▸ **Exercise material**
╔══
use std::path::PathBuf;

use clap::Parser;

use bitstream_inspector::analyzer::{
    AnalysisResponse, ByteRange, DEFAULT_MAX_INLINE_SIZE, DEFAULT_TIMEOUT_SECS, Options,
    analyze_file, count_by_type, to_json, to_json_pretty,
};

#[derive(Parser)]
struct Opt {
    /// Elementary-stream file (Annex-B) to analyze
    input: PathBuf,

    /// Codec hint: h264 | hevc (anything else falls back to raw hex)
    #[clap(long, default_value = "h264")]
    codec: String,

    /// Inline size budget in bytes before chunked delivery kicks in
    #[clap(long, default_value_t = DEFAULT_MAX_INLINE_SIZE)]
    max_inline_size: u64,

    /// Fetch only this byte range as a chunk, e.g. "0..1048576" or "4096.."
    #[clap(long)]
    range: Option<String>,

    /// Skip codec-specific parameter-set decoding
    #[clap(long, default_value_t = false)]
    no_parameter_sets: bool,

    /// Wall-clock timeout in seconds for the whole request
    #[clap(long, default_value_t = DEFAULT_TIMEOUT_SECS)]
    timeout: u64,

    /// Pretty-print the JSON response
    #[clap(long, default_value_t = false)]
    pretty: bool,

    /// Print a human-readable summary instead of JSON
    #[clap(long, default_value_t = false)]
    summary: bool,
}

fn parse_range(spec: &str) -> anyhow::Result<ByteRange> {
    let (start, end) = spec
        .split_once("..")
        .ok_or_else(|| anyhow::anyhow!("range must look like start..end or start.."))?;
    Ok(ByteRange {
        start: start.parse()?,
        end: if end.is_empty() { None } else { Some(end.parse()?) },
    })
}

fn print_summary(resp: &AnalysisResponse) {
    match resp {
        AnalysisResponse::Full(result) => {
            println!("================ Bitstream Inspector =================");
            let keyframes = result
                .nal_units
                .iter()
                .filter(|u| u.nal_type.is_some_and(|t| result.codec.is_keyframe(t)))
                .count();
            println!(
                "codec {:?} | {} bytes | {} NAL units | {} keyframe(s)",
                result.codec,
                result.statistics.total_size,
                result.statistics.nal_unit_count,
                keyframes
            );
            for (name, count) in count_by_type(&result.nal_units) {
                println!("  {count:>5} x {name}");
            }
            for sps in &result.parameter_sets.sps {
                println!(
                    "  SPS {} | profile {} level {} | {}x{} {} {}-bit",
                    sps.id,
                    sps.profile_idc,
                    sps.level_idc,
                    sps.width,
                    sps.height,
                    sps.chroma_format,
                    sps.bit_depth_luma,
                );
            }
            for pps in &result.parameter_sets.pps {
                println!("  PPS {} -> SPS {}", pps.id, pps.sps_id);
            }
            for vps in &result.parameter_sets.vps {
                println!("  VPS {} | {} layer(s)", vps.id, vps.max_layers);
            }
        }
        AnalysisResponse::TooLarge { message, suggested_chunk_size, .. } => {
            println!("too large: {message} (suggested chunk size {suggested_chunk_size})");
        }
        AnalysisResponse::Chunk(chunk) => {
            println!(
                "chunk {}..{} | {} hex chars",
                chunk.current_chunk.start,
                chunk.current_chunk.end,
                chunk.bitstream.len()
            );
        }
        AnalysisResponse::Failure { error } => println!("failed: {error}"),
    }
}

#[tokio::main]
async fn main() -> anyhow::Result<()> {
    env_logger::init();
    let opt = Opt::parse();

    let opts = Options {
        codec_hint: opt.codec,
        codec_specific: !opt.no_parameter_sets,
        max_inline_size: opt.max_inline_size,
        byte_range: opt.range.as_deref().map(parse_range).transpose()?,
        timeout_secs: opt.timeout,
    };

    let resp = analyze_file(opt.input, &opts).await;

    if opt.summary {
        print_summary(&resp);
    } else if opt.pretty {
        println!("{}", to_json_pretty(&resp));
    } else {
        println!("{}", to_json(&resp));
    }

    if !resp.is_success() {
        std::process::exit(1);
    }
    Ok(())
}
╚══
╔══
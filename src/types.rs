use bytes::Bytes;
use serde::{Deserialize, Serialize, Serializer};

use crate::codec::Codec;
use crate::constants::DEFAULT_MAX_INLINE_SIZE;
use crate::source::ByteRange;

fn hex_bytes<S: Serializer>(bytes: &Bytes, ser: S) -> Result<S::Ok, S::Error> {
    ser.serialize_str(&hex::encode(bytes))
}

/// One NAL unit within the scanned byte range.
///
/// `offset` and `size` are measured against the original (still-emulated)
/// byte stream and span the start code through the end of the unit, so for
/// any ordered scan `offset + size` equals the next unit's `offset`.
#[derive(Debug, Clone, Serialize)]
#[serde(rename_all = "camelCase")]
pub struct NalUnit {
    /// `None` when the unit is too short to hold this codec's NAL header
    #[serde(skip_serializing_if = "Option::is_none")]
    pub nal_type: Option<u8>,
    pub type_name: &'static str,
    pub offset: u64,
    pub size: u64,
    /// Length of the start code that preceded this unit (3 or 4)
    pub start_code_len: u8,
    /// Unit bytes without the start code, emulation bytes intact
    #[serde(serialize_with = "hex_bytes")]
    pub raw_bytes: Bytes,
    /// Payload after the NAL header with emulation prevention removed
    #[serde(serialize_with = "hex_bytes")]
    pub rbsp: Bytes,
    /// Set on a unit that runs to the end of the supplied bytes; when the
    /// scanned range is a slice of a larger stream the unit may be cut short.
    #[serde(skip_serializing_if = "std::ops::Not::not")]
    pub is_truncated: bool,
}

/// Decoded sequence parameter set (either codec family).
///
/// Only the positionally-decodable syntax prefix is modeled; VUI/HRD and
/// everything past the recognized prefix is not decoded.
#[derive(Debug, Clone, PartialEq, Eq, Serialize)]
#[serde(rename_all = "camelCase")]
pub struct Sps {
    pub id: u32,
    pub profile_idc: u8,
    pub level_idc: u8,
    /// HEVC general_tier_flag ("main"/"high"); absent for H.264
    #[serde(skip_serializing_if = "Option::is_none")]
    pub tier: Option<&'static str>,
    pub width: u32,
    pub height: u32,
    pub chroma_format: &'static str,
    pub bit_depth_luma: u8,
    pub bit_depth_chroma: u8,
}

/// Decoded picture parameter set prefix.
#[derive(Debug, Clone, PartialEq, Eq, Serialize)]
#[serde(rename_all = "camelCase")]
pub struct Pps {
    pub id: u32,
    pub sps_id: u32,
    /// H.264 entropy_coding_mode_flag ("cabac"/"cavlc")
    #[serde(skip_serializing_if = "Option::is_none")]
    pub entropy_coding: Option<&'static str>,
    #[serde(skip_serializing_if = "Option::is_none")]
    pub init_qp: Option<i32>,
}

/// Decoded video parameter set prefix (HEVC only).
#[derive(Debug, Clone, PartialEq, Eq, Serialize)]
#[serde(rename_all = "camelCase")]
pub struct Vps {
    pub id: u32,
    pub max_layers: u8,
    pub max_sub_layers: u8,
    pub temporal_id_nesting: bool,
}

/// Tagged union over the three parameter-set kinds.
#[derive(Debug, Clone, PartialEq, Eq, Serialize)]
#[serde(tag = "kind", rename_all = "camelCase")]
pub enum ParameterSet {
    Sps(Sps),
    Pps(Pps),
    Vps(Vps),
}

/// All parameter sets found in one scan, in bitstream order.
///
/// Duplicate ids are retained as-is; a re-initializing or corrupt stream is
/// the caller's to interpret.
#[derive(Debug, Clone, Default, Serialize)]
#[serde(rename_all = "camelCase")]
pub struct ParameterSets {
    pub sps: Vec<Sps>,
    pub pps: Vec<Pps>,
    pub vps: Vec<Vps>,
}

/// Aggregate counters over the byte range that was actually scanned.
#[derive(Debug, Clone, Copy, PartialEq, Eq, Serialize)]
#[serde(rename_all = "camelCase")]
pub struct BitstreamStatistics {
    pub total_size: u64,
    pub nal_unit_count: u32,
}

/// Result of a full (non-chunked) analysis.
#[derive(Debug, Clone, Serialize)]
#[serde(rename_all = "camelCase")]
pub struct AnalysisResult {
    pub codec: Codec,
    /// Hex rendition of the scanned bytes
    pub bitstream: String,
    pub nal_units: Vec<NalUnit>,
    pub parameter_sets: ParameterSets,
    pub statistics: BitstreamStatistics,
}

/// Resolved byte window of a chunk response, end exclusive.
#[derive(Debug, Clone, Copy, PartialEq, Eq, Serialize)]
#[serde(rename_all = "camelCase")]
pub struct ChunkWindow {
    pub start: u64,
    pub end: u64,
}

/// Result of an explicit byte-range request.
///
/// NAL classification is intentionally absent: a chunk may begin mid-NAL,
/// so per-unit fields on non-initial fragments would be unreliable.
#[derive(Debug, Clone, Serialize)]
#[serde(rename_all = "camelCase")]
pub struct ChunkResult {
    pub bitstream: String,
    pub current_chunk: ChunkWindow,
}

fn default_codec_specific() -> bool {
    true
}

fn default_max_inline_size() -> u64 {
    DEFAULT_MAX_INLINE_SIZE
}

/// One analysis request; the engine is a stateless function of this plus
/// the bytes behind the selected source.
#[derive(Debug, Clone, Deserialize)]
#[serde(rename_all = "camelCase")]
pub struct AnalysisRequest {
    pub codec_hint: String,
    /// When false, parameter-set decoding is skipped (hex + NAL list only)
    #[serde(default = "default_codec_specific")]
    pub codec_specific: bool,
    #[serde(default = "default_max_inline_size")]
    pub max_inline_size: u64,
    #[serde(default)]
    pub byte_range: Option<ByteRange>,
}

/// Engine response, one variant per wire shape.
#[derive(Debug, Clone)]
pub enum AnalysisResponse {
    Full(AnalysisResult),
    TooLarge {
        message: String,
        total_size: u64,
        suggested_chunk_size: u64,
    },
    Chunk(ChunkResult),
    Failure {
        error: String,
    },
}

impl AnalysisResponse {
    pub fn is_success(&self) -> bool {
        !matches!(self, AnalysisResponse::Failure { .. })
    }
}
╚══
▸ **Problem**
Lines from the records above that hold "bool" are the ones to list.

▸ **Problem solution**
    no_parameter_sets: bool,
    pretty: bool,
    summary: bool,
    pub is_truncated: bool,
    pub temporal_id_nesting: bool,
fn default_codec_specific() -> bool {
    pub codec_specific: bool,
    pub fn is_success(&self) -> bool {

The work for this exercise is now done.